◆ ASSIGNED TASK ◆
Collect all lines below with the string "DefaultSection".

****************

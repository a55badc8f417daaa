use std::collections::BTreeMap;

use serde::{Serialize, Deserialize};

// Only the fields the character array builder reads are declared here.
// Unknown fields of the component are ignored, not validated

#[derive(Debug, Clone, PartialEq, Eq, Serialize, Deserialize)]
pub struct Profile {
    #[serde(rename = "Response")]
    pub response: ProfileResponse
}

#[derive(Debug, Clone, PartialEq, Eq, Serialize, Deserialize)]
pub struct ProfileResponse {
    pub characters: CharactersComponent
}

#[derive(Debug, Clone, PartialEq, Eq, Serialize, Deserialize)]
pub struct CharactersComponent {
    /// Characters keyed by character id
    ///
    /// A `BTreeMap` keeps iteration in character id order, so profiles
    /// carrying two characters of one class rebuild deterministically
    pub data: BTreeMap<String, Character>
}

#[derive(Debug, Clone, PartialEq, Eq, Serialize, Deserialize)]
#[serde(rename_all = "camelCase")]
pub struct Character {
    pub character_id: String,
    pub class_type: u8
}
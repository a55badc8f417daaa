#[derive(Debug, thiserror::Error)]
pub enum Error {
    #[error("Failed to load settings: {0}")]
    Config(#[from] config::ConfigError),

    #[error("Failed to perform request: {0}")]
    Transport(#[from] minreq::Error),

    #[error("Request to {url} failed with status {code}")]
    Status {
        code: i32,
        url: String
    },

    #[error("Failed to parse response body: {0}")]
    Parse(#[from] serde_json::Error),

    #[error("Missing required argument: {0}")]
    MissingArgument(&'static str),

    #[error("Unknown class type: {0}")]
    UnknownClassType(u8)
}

****************

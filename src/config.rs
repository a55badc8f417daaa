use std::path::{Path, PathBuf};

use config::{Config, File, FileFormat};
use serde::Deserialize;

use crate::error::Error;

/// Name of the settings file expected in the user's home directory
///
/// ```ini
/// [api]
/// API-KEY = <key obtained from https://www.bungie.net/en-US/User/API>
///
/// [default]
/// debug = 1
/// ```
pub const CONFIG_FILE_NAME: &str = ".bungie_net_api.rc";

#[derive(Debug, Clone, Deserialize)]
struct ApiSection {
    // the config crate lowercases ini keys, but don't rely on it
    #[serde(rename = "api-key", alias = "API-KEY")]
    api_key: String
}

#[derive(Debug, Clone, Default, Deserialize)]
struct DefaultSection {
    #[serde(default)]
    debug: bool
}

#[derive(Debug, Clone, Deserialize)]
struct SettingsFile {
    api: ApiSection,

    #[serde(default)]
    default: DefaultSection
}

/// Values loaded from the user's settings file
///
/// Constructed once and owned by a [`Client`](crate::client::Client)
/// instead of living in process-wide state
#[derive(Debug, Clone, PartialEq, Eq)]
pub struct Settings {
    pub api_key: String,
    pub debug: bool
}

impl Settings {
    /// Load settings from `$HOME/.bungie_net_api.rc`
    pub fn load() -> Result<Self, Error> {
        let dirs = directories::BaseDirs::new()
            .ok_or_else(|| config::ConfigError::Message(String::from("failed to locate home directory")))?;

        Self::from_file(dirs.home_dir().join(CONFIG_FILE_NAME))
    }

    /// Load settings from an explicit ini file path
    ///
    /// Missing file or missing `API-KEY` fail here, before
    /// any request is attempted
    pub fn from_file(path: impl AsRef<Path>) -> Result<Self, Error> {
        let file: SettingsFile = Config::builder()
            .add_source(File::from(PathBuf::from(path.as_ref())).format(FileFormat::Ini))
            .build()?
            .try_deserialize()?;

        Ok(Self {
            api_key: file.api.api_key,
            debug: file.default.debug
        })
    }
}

****************

◆ YOUR SOLUTION ◆
struct DefaultSection {
    default: DefaultSection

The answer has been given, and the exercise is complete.